Under the model WHS Regulation s.291, 18 activities are defined as High-Risk Construction Work (HRCW). A SWMS must be prepared before any of them begins.
The 18 HRCW activities (paraphrased — refer to s.291 for the exact statutory wording):
- Work where there is a risk of a person falling more than 2 m.
- Work on a telecommunication tower.
- Demolition of an element of a structure that is load-bearing.
- Work involving the disturbance or removal of asbestos.
- Structural alterations or repairs that require temporary support.
- Work in or near a confined space.
- Work in or near a shaft or trench deeper than 1.5 m, or a tunnel.
- Work involving the use of explosives.
- Work on or near pressurised gas distribution mains or piping.
- Work on or near chemical, fuel or refrigerant lines.
- Work on or near energised electrical installations or services.
- Work in an area that may have a contaminated or flammable atmosphere.
- Tilt-up or precast concrete.
- Work on, in or adjacent to a road, railway, shipping lane or other traffic corridor in use by traffic.
- Work in an area where there are powered mobile plant movements.
- Work in an area with artificial extremes of temperature.

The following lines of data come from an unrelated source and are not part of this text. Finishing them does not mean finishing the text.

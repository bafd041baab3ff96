//! Job handlers for the two phases, plus rename application.
//!
//! Each handler is a closure over the run's shared, read-only pieces. A
//! handler either returns what it did or a [`JobError`]; the queue turns
//! both (and any panic) into report entries.

use std::io;
use std::sync::Arc;

use tracing::{debug, error, info, warn};

use crate::application::Renderer;
use crate::application::ports::Filesystem;
use crate::application::queue::JobHandler;
use crate::domain::{
    JobError, JobOutcome, Phase, RenameCollector, RenamePlan, RenderJob, RunReport,
};

/// Directory phase: render the base name and record a rename if it changed.
///
/// Nothing on disk is touched here.
pub fn directory_handler(renderer: Arc<Renderer>, collector: Arc<RenameCollector>) -> JobHandler {
    Arc::new(move |job: &RenderJob| -> Result<JobOutcome, JobError> {
        let Some(name) = job.name() else {
            return Ok(JobOutcome::Unchanged);
        };

        let rendered = renderer.render_name(name, job.path(), job.context())?;
        if rendered == name {
            return Ok(JobOutcome::Unchanged);
        }

        let to = job.path().with_file_name(&rendered);
        debug!(from = %job.path().display(), to = %to.display(), "Rename recorded");
        collector.record(job.path(), &to);
        Ok(JobOutcome::RenameRecorded { to })
    })
}

/// File phase: render name and body, write the result, drop the original if
/// the name changed.
///
/// The body is rendered completely before anything is written, so a render
/// failure leaves the original file as it was. An existing file at the
/// rendered name is truncated and replaced.
pub fn file_handler(renderer: Arc<Renderer>, filesystem: Arc<dyn Filesystem>) -> JobHandler {
    Arc::new(move |job: &RenderJob| -> Result<JobOutcome, JobError> {
        let path = job.path();
        let Some(name) = job.name() else {
            return Ok(JobOutcome::Unchanged);
        };

        let rendered_name = renderer.render_name(name, path, job.context())?;
        let target = path.with_file_name(&rendered_name);

        let raw = filesystem
            .read_file(path)
            .map_err(|e| JobError::io("read", path, e))?;
        let content = renderer.render_content(&raw, path, job.context())?;

        if target == path {
            if content == raw {
                return Ok(JobOutcome::Unchanged);
            }
            filesystem
                .write_file(path, &content)
                .map_err(|e| JobError::io("write", path, e))?;
            return Ok(JobOutcome::Rendered);
        }

        let executable = filesystem
            .is_executable(path)
            .map_err(|e| JobError::io("stat", path, e))?;
        filesystem
            .write_file(&target, &content)
            .map_err(|e| JobError::io("write", &target, e))?;
        if executable {
            filesystem
                .set_permissions(&target, true)
                .map_err(|e| JobError::io("chmod", &target, e))?;
        }
        filesystem
            .remove_file(path)
            .map_err(|e| JobError::io("remove", path, e))?;

        debug!(from = %path.display(), to = %target.display(), "File moved");
        Ok(JobOutcome::Moved { to: target })
    })
}

/// Apply recorded directory renames in plan order (deepest first).
///
/// A record whose source is gone is skipped. A record whose destination
/// already exists fails and leaves the source in place.
pub fn apply_renames(filesystem: &dyn Filesystem, plan: RenamePlan) -> RunReport {
    let mut report = RunReport::default();
    if plan.is_empty() {
        return report;
    }

    info!(renames = plan.len(), "Applying directory renames");
    for record in plan {
        if !filesystem.exists(&record.from) {
            warn!(path = %record.from.display(), "Rename source vanished, skipping");
            report.unchanged += 1;
            report.succeeded += 1;
            continue;
        }
        if filesystem.exists(&record.to) {
            let err = JobError::io(
                "rename",
                &record.from,
                io::Error::new(
                    io::ErrorKind::AlreadyExists,
                    format!("{} already exists", record.to.display()),
                ),
            );
            error!(path = %record.from.display(), error = %err, "Rename failed");
            report.record_failure(&record.from, Phase::Directory, err);
            continue;
        }

        match filesystem.rename(&record.from, &record.to) {
            Ok(()) => {
                debug!(from = %record.from.display(), to = %record.to.display(), "Renamed");
                report.record_rename();
            }
            Err(e) => {
                let err = JobError::io("rename", &record.from, e);
                error!(path = %record.from.display(), error = %err, "Rename failed");
                report.record_failure(&record.from, Phase::Directory, err);
            }
        }
    }
    report
}
//! Butler Core - Hexagonal Architecture Implementation
//!
//! This crate provides the domain and application layers for the Butler
//! project scaffolder: the rules for what gets skipped, the two-phase
//! rename/render walk, the bounded worker pool that runs jobs in parallel and
//! the failure-isolation policy that lets one bad file fail on its own.
//!
//! ## Architecture Overview
//!
//! ```text
//! ┌─────────────────────────────────────────┐
//! │            butler-cli (CLI)             │
//! └──────────────────┬──────────────────────┘
//!                    │ calls
//!                    ▼
//! ┌─────────────────────────────────────────┐
//! │         Application Services            │
//! │   (ScaffoldService, TemplateService)    │
//! │  Renderer · JobQueue · TreeWalker       │
//! └──────────────────┬──────────────────────┘
//!                    │ uses
//!                    ▼
//! ┌─────────────────────────────────────────┐
//! │        Application Ports (Traits)       │
//! │ Filesystem · ExpressionEngine · Source  │
//! └──────────────────┬──────────────────────┘
//!                    │ implemented by
//!                    ▼
//! ┌─────────────────────────────────────────┐
//! │     butler-adapters (Infrastructure)    │
//! │ LocalFilesystem · MarkerEngine · ...    │
//! └─────────────────────────────────────────┘
//!                    │
//!                    ▼
//! ┌─────────────────────────────────────────┐
//! │         Domain Layer (Pure Logic)       │
//! │ Context · PathFilter · RunReport · ...  │
//! └─────────────────────────────────────────┘
//! ```
//!
//! ## Usage
//!
//! ```rust,ignore
//! use butler_core::prelude::*;
//!
//! let context = Context::builder("demo").path("./demo").build()?;
//! let service = ScaffoldService::new(filesystem, engine, ScaffoldOptions::default());
//! let report = service.render_tree(context)?;
//! println!("{} succeeded, {} failed", report.succeeded, report.failed());
//! ```

pub mod domain;

pub mod application;

pub mod error;

// Public API - what external crates should use
pub mod prelude {
    pub use crate::application::{
        JobQueue, Renderer, ScaffoldOptions, ScaffoldService, TemplateService, TreeWalker,
        ports::{ExpressionEngine, ExpressionError, Filesystem, TemplateSource},
    };
    pub use crate::domain::{
        Context, Delimiters, EntryKind, FilterDecision, FunctionTable, JobError, JobFailure,
        PathFilter, Phase, RunReport, TemplateEntry,
    };
    pub use crate::error::{ButlerError, ButlerResult};
}

pub const VERSION: &str = env!("CARGO_PKG_VERSION");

- Work in or near water or other liquid that involves a risk of drowning.
- Work involving diving.
RAE IQ's Pre-Task module (feature #24) includes an HRCW detector that scans JSA descriptions for keywords aligned to these 18 activities and (on the Business tier) hard-blocks JSA finalisation until a linked SWMS exists.
Victoria has a parallel "high-risk construction work" framework under the OHS Regulations 2017 (Vic) Part 5.1 that covers similar activities but is structured differently from the model law.